1920s Style "Death Ray, thanks for taking the time to type that in - it’s an awesome story.
Justin Credible, if I were young and single, I would look toward Alaska for a flying career. I know nothing about the economic realities of flying in Alaska, but in my daydreams, it sounds like a great way to get a lot of valuable hours. It would also be a great way to see some incredible country.
I’ve managed to avoid being infected with the flying bug so far. It would only be a very expensive hobby for me.
Not sure if you are interested in a take from a rotorwing angle. I’ve been through the whole second career path with my husband who decided to become a helicopter pilot at age 35 (never too young for a mid-life crisis!). We looked at the industry and the number and decided that he could do it, but could never go back.
At that time (14 years ago), R-22 time ran about $165 hours, with an estimated 50 flight hours required to get hi private license, plus ground school at about $35 per hour. Include books, headset, plus other misc bits and it cost about $10k for his private. Same again for his commercial, and maybe another $5,000 for his CFI plus som purchased turbine time. All in all about $25K spent in a little more than a year to be able to start looking for work. Several years later we paid an addition $6k to get his instrument rating.

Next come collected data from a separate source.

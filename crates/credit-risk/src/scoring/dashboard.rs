//! View models for everything the dashboard renders after a submission.

use serde::Serialize;

use super::domain::ApplicantRecord;
use super::importance::{FeatureImportance, FeatureImportanceRanking};
use super::risk::{CreditDecision, RiskSegment};
use super::service::CreditAssessment;

pub const SIMULATION_CAPTION: &str = "Model: Random Forest + preprocessing pipeline. \
Prediction is a simulation only, not a final credit decision.";

#[derive(Debug, Clone, Serialize)]
pub struct HeadlineMetrics {
    pub probability_of_default: f64,
    pub probability_display: String,
    pub risk_segment: RiskSegment,
    pub prediction: CreditDecision,
}

#[derive(Debug, Clone, Serialize)]
pub struct TopFeatureView {
    pub feature: String,
    pub importance: f64,
    pub percent_display: String,
}

impl From<&FeatureImportance> for TopFeatureView {
    fn from(entry: &FeatureImportance) -> Self {
        Self {
            feature: entry.feature.clone(),
            importance: entry.importance,
            percent_display: format!("{:.2} %", entry.percent()),
        }
    }
}

/// One bar of the horizontal chart.
#[derive(Debug, Clone, PartialEq, Serialize)]
pub struct ChartBar {
    pub feature: String,
    pub importance: f64,
}

#[derive(Debug, Clone, Serialize)]
pub struct ImportanceSummary {
    pub top_feature: Option<TopFeatureView>,
    pub features: Vec<FeatureImportance>,
}

impl ImportanceSummary {
    pub fn from_ranking(ranking: &FeatureImportanceRanking, limit: usize) -> Self {
        Self {
            top_feature: ranking.leading().map(TopFeatureView::from),
            features: ranking.top(limit).to_vec(),
        }
    }
}

#[derive(Debug, Clone, Serialize)]
pub struct DashboardView {
    pub metrics: HeadlineMetrics,
    pub record: ApplicantRecord,
    pub top_feature: Option<TopFeatureView>,
    pub feature_importances: Vec<FeatureImportance>,
    /// Bars from least to most important so the largest is drawn on top.
    pub chart: Vec<ChartBar>,
    pub caption: &'static str,
}

impl DashboardView {
    pub fn build(assessment: &CreditAssessment, ranking: &FeatureImportanceRanking) -> Self {
        let risk = &assessment.risk;
        let top = ranking.top_features();

        Self {
            metrics: HeadlineMetrics {
                probability_of_default: risk.probability_of_default,
                probability_display: format!("{:.3}", risk.probability_of_default),
                risk_segment: risk.segment,
                prediction: risk.decision,
            },
            record: assessment.record.clone(),
            top_feature: ranking.leading().map(TopFeatureView::from),
            feature_importances: top.to_vec(),
            chart: top
                .iter()
                .rev()
                .map(|entry| ChartBar {
                    feature: entry.feature.clone(),
                    importance: entry.importance,
                })
                .collect(),
            caption: SIMULATION_CAPTION,
        }
    }
}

At this point he did not work as a pilot for about 8 months. I cannot recommend enough another source of income. We had my pay to live on and his as a web master to pay for the helicopter training. When he did get his first job, it was much better than the average $15/hr when you are working sort of job most beginning pilots get, although it required us to relocate and his pay dropped by about half. It was a few years before he was making as a pilot what he made as a web driver.
Timing was on our side - a lot of helicopter pilots were Vietnam vets, and many retired within a couple years of my husband getting his license, leaving a genuine pilot shortage that continues to be a problem. There are not that many civilian-trained pilots, the military did not train anywhere near the numbers in the late '70s and '80’s that they had in the Vietnam years, and with so many constantly deployed now and in the last few years, he had opportunities to build time faster that would have been teh case had he started earlier.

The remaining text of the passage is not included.